Synaesthesia Flash Header
 

Geschichte der Synästhesieforschung

Der erste wissenschaftliche Bericht stammt von George Sachs aus dem Jahre 1812. In seiner Dissertation beschreibt er seine eigene Synästhesie[1]. In dieser Zeit wurde diesem Phänomen noch kein großes Interesse zuteil[2]. Erst als Sir Francis Galton, der Cousin von Charles Darwin, im Jahre 1880 von Menschen berichtete, die verschiedene Sinne verknüpft wahrnehmen[3], stieg die Aufmerksamkeit. Danach folgten mehrere Publikationen. Die US-Wissenschaftlerin Mary Calkins führte gegen Ende des 19. Jahrhundert das Wort „Synaesthesia" ein[4]. Um 1930 wurde der Behaviorismus in der psychologischen Forschung wichtiger: Lernen und Verhalten wurden nur auf externe Einflüsse reduziert. In dieser Zeit wurden viele Konditionierungsexperimente[i] betätigt. Man nahm an, dass innere Gefühle und Gedanken sich nicht messen lassen. Synästhesie passte deswegen gar nicht in die Forschungsansätze der damaligen Zeit, und geriet für mehrere Jahrzehnte in die Vergessenheit. Durch das Fehlen von Informationen wurden Synästhetiker lange als „krank"[2], „Menschen mit großer Fantasie" oder auch „Acid-Junkies" oder „Pot-Heads" angeschaut[5].
Richard E. Cytowic war einer der Ersten, der sich gegen Ende des letzten Jahrtausends mit Synästhesie auseinander zu setzen begann. Es folgten andere Wissenschaftler, und Synästhesie gewann mehr und mehr an Bedeutung und Interesse.
In diesem Jahrtausend hat ein richtiger Boom eingesetzt.

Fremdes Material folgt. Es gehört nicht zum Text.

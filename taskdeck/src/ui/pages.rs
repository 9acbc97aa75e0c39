//! Static pages: help, privacy policy, legal notice.

use ratatui::{
    Frame,
    layout::Rect,
    text::{Line, Span},
    widgets::{Block, Borders, Paragraph, Wrap},
};

use super::theme;

/// Render the key binding help page.
pub fn render_help(frame: &mut Frame, area: Rect) {
    let lines = vec![
        section("Screens"),
        entry("1 / 2 / 3 / 4", "Summary, Board, Add Task, Contacts"),
        entry("m", "open the menu"),
        entry("q", "quit"),
        Line::from(""),
        section("Board"),
        entry("←→ / hl", "move between columns"),
        entry("↑↓ / jk", "select a task"),
        entry("Enter", "open the task details"),
        entry("< / >", "move the task one column left or right"),
        entry("x", "delete the selected task"),
        entry("/", "filter tasks by title or description"),
        Line::from(""),
        section("Task details"),
        entry("↑↓ / jk", "select a subtask"),
        entry("Space", "toggle the subtask"),
        entry("Esc", "close"),
        Line::from(""),
        section("Contacts"),
        entry("a / e / x", "add, edit, delete"),
        entry("Enter", "open the contact"),
        entry("↑↓ / jk", "step through contacts while one is open"),
        Line::from(""),
        section("Add Task"),
        entry("Tab", "next field"),
        entry("←→", "pick priority or category"),
        entry("Space", "toggle an assignee"),
        entry("Ctrl+S", "create the task"),
    ];
    render_page(frame, area, "Help", lines);
}

/// Render the privacy policy page.
pub fn render_privacy_policy(frame: &mut Frame, area: Rect) {
    let lines = vec![
        Line::from(
            "TaskDeck stores contacts and tasks on the hub you configure and \
             nowhere else. No data leaves that hub.",
        ),
        Line::from(""),
        Line::from(
            "Contact records consist of the name, email address, phone number, \
             and an accent color. They are visible to every client connected \
             to the same hub and can be edited or deleted by any of them.",
        ),
        Line::from(""),
        Line::from(
            "The client keeps no local copy beyond the running session. Log \
             files contain connection metadata only, never contact data.",
        ),
    ];
    render_page(frame, area, "Privacy Policy", lines);
}

/// Render the legal notice page.
pub fn render_legal_notice(frame: &mut Frame, area: Rect) {
    let lines = vec![
        Line::from("TaskDeck is provided as is, without warranty of any kind."),
        Line::from(""),
        Line::from(
            "The operator of the hub you connect to is responsible for the \
             data stored there. Contact them for takedown or correction \
             requests.",
        ),
    ];
    render_page(frame, area, "Legal Notice", lines);
}

fn render_page(frame: &mut Frame, area: Rect, title: &str, lines: Vec<Line>) {
    let block = Block::default()
        .title(Span::styled(title, theme::panel_title(theme::BRAND)))
        .borders(Borders::ALL);
    frame.render_widget(
        Paragraph::new(lines).wrap(Wrap { trim: true }).block(block),
        area,
    );
}

fn section(label: &str) -> Line<'_> {
    Line::from(Span::styled(label, theme::panel_title(theme::HIGHLIGHT)))
}

fn entry<'a>(keys: &'a str, what: &'a str) -> Line<'a> {
    Line::from(vec![
        Span::styled(format!("  {keys:<14}"), theme::bold()),
        Span::styled(what, theme::dimmed()),
    ])
}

Während man am Anfang Informationen über Synästhesie meist durch Interviews mit ein paar Synästhetikern gewann, wird heute empirisch geforscht: das heißt, Schlüsse werden nicht mehr aufgrund einzelner Aussagen, sondern mittels Experimenten zwischen Synästhetikern und Nicht-Synästhetikern sowie statistischer Analyse gewonnen.

 

[i] Konditionierung: Erlernen von Reiz-Reaktionsmuster. Beispiel: Immer, wenn es was zu essen gibt, läutet eine Glocke. Mit der Zeit indiziert der Glockenklang, dass es Essen gibt.


---
Referenzen

1. Kron WO: Pseudo-chromaesthesia, or the association of color with words, letters, and sounds. In., vol. 5: American Journal of Psychology; 1892: 20 - 41.
2. Hochel M, Milan EG: Synaesthesia: The existing state of affairs. Cognitive Neuropsychology 2008, 25(1):93-117.
3. Galton F: Colour associations. In: Synesthesia: Classic and contemporary readings. Oxford: Blackwell; 1997: 43-48.
4. Ward J: The Frog who Croaked Blue: Synesthesia and the Mixing of the Senses: Routledge; 2008.
5. Ramachandran V, Hubbard EM: Synaesthesia - A window into perception, thought and language. Journal of Consciousness Studies 2001, 8(12):3-34.